Прежде всего расположено к французам было само население. С ужасающей наивностью Флоренция признается в своей давней, связанной с партией гвельфов симпатии к французам[168]
. И когда Карл VIII действительно появился на юге альпийских отрогов, вся Италия подчинилась ему с таким восторгом, который удивил даже его людей[169]. В представлении итальянцев (достаточно вспомнить Савонаролу) жил идеальный образ великого, мудрого и справедливого спасителя и правителя, только это был уже не император, как у Данте, а французский король династии Капетингов. С его уходом иллюзия исчезла, но прошло еще долгое время, пока стало понятно, насколько Карл VIII, Людовик XII. и Франциск I не понимали, в чем состоит их подлинное отношение к Италии и какими второстепенными основаниями они руководствовались. Иначе, чем народ, пытались использовать французов князья. Когда закончились войны между Францией и Англией, когда Людовик XI стал плести свои дипломатические сети и забрасывать их во все стороны, когда, наконец, Карл Бургундский начал лелеять свои авантюристические планы, кабинеты итальянских государств шли им навстречу и интервенция французов должна была рано или поздно неизбежно произойти, даже независимо от притязаний на Неаполь и Милан, с той же неизбежностью, как она давно уже произошла, например, в Генуе и Пьемонте. Венецианцы ждали этого уже в 1462 г.[170] Какой смертельный страх испытывал герцог Милана Галеаццо Мария во время войны Людовика XI с Карлом Бургундским, ибо, являясь как будто союзником того и другого, он должен был опасаться вторжения обоих, ясно показывает его переписка[171].Система равновесия четырех главных итальянских государств, как ее понимал Лоренцо Великолепный, была всего лишь постулатом светлого оптимистического духа, далекого как от политики преступного экспериментирования, так и от пристрастия флорентийцев к гвельфам, и надеждой на лучшее. Когда Людовик XI предложил ему в войне против Ферранте Неаполитанского и Сикста IV вспомогательные войска, он сказал: «Я не могу предпочитать личную пользу, когда грозит опасность всей Италии; дай Бог, чтобы французским королям никогда не захотелось испытать свои силы в этой стране! Если это случится, Италия погибла»[172]

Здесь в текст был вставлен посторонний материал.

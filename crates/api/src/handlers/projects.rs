//! Admin handlers for `/admin/projects` and their image galleries.
//!
//! Project images are not soft-deleted: they belong to their project and
//! are ordered within it.

use axum::extract::{Path, Query, State};
use axum::http::StatusCode;
use axum::Json;
use serde_json::json;
use vitrine_core::audit::action_types;
use vitrine_core::error::CoreError;
use vitrine_core::ordering::{validate_permutation, SortAssignment};
use vitrine_core::slug::{resolve_slug, validate_slug};
use vitrine_core::types::DbId;
use vitrine_db::models::project::{
    CreateProject, CreateProjectImage, Project, ProjectImage, ProjectWithImages, UpdateProject,
    UpdateProjectImage,
};
use vitrine_db::repositories::{ProjectImageRepo, ProjectRepo};

use super::sortable::ReorderRequest;
use super::{audit, require_text, require_text_opt};
use crate::error::{AppError, AppResult};
use crate::middleware::rbac::RequireEditor;
use crate::query::CategoryParams;
use crate::response::DataResponse;
use crate::state::AppState;

// ---------------------------------------------------------------------------
// Projects
// ---------------------------------------------------------------------------

/// GET /api/v1/admin/projects?category=&include_inactive=
pub async fn list_projects(
    State(state): State<AppState>,
    RequireEditor(_user): RequireEditor,
    Query(params): Query<CategoryParams>,
) -> AppResult<Json<DataResponse<Vec<Project>>>> {
    let projects =
        ProjectRepo::list(&state.pool, params.include_inactive, params.category()).await?;
    Ok(Json(DataResponse { data: projects }))
}

/// POST /api/v1/admin/projects
pub async fn create_project(
    State(state): State<AppState>,
    RequireEditor(user): RequireEditor,
    Json(input): Json<CreateProject>,
) -> AppResult<(StatusCode, Json<DataResponse<Project>>)> {
    require_text("title", &input.title)?;
    let slug = resolve_slug(input.slug.as_deref(), &input.title)?;

    let project = ProjectRepo::create(&state.pool, &input, &slug).await?;

    tracing::info!(id = project.id, slug = %project.slug, user_id = user.user_id, "Project created");
    audit::record(
        &state,
        &user,
        action_types::ENTITY_CREATE,
        "projects",
        Some(project.id),
        Some(json!({ "title": project.title, "slug": project.slug })),
    )
    .await;

    Ok((StatusCode::CREATED, Json(DataResponse { data: project })))
}

/// GET /api/v1/admin/projects/{id}
///
/// The project together with its ordered images.
pub async fn get_project(
    State(state): State<AppState>,
    RequireEditor(_user): RequireEditor,
    Path(id): Path<DbId>,
) -> AppResult<Json<DataResponse<ProjectWithImages>>> {
    let project = ensure_project(&state, id).await?;
    let images = ProjectImageRepo::list_for_project(&state.pool, id).await?;
    Ok(Json(DataResponse {
        data: ProjectWithImages { project, images },
    }))
}

/// PUT /api/v1/admin/projects/{id}
pub async fn update_project(
    State(state): State<AppState>,
    RequireEditor(user): RequireEditor,
    Path(id): Path<DbId>,
    Json(input): Json<UpdateProject>,
) -> AppResult<Json<DataResponse<Project>>> {
    require_text_opt("title", input.title.as_deref())?;
    if let Some(slug) = &input.slug {
        validate_slug(slug)?;
    }

    let project = ProjectRepo::update(&state.pool, id, &input)
        .await?
        .ok_or(AppError::Core(CoreError::NotFound {
            entity: "Project",
            id,
        }))?;

    audit::record(
        &state,
        &user,
        action_types::ENTITY_UPDATE,
        "projects",
        Some(id),
        None,
    )
    .await;

    Ok(Json(DataResponse { data: project }))
}

// ---------------------------------------------------------------------------
// Project images
// ---------------------------------------------------------------------------

/// GET /api/v1/admin/projects/{id}/images
pub async fn list_images(
    State(state): State<AppState>,
    RequireEditor(_user): RequireEditor,
    Path(project_id): Path<DbId>,
) -> AppResult<Json<DataResponse<Vec<ProjectImage>>>> {
    ensure_project(&state, project_id).await?;
    let images = ProjectImageRepo::list_for_project(&state.pool, project_id).await?;
    Ok(Json(DataResponse { data: images }))
}

/// POST /api/v1/admin/projects/{id}/images
///
/// Appended after the project's last image unless `sort_order` is given.
pub async fn add_image(
    State(state): State<AppState>,
    RequireEditor(user): RequireEditor,
    Path(project_id): Path<DbId>,
    Json(input): Json<CreateProjectImage>,
) -> AppResult<(StatusCode, Json<DataResponse<ProjectImage>>)> {
    require_text("image_url", &input.image_url)?;
    ensure_project(&state, project_id).await?;

    let image = ProjectImageRepo::create(&state.pool, project_id, &input).await?;

    audit::record(
        &state,
        &user,
        action_types::ENTITY_CREATE,
        "project_images",
        Some(image.id),
        Some(json!({ "project_id": project_id })),
    )
    .await;

    Ok((StatusCode::CREATED, Json(DataResponse { data: image })))
}

/// PUT /api/v1/admin/projects/{id}/images/{image_id}
pub async fn update_image(
    State(state): State<AppState>,
    RequireEditor(user): RequireEditor,
    Path((project_id, image_id)): Path<(DbId, DbId)>,
    Json(input): Json<UpdateProjectImage>,
) -> AppResult<Json<DataResponse<ProjectImage>>> {
    require_text_opt("image_url", input.image_url.as_deref())?;

    let image = ProjectImageRepo::update(&state.pool, project_id, image_id, &input)
        .await?
        .ok_or(AppError::Core(CoreError::NotFound {
            entity: "ProjectImage",
            id: image_id,
        }))?;

    audit::record(
        &state,
        &user,
        action_types::ENTITY_UPDATE,
        "project_images",
        Some(image_id),
        Some(json!({ "project_id": project_id })),
    )
    .await;

    Ok(Json(DataResponse { data: image }))
}

/// DELETE /api/v1/admin/projects/{id}/images/{image_id}
///
/// Permanent; returns 204.
pub async fn delete_image(
    State(state): State<AppState>,
    RequireEditor(user): RequireEditor,
    Path((project_id, image_id)): Path<(DbId, DbId)>,
) -> AppResult<StatusCode> {
    if !ProjectImageRepo::delete(&state.pool, project_id, image_id).await? {
        return Err(AppError::Core(CoreError::NotFound {
            entity: "ProjectImage",
            id: image_id,
        }));
    }

    audit::record(
        &state,
        &user,
        action_types::ENTITY_PURGE,
        "project_images",
        Some(image_id),
        Some(json!({ "project_id": project_id })),
    )
    .await;

    Ok(StatusCode::NO_CONTENT)
}

/// PUT /api/v1/admin/projects/{id}/images/reorder
///
/// `ids` must list every image of the project exactly once.
pub async fn reorder_images(
    State(state): State<AppState>,
    RequireEditor(user): RequireEditor,
    Path(project_id): Path<DbId>,
    Json(input): Json<ReorderRequest>,
) -> AppResult<Json<DataResponse<Vec<SortAssignment>>>> {
    ensure_project(&state, project_id).await?;

    let plan = |existing: &[DbId]| -> AppResult<Vec<DbId>> {
        validate_permutation(existing, &input.ids)?;
        Ok(input.ids.clone())
    };
    let assignments = ProjectImageRepo::reorder(&state.pool, project_id, plan).await?;

    audit::record(
        &state,
        &user,
        action_types::ENTITY_REORDER,
        "project_images",
        None,
        Some(json!({ "project_id": project_id, "ids": input.ids })),
    )
    .await;

    Ok(Json(DataResponse { data: assignments }))
}

// ---------------------------------------------------------------------------
// Helpers
// ---------------------------------------------------------------------------

/// Load a live project or fail with 404.
async fn ensure_project(state: &AppState, id: DbId) -> AppResult<Project> {
    ProjectRepo::find_by_id(&state.pool, id)
        .await?
        .ok_or(AppError::Core(CoreError::NotFound {
            entity: "Project",
            id,
        }))
}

. Для других же правителей Италии французский король был то средством, то предметом устрашения, они угрожают его вмешательством, как только не находят выхода в каком-либо трудном положении. Наконец, папы полагали, что могут совершенно безопасно использовать Францию в своих интересах, и Иннокентий VIII считал, что может, рассердясь, отправиться на север и вернуться в Италию с французским войском в качестве завоевателя[173]{121}.Следовательно, мыслящие люди предвидели чужеземное завоевание задолго до похода Карла VIII в Италию[174]
. И когда он вновь перешел через Альпы, всем стало ясно, что началась эра интервенций. С этого момента одна беда сменяет другую. В Италии слишком поздно поняли, что Франция и Испания, грозящие Италии вторжением, стали крупными державами, которые уже не удовлетворяются поверхностными выражениями приверженности, а готовы к смертельной борьбе за влияние и владения. Они стали уподобляться централизованным итальянским государствам, даже подражать им, но в колоссальном масштабе. Намерения грабить земли и обменивать их в течение некоторого времени кажутся бесконечными. Закончилось же все, как известно, полным перевесом Испании, которая в качестве меча и щита контрреформации на длительное время подчинила себе также папство.Грустные размышления философов свелись тогда только к тому, чтобы показать, как все, обращавшиеся за помощью к варварам, кончали плохо. В XV в. открыто и без всяких опасений устанавливали связь и с турками; это представлялось таким же политическим средством, как любое другое. Понятие общего «христианства Запада» подчас значительно колебалось уже в период крестовых походов; Фридрих II вообще отказался от него, однако новое продвижение Востока, тяжкое положение и гибель греческой (византийской) империи возродили прежнее настроение христиан Запада (хотя и не прежнее рвение). Италия является в этом отношении исключением.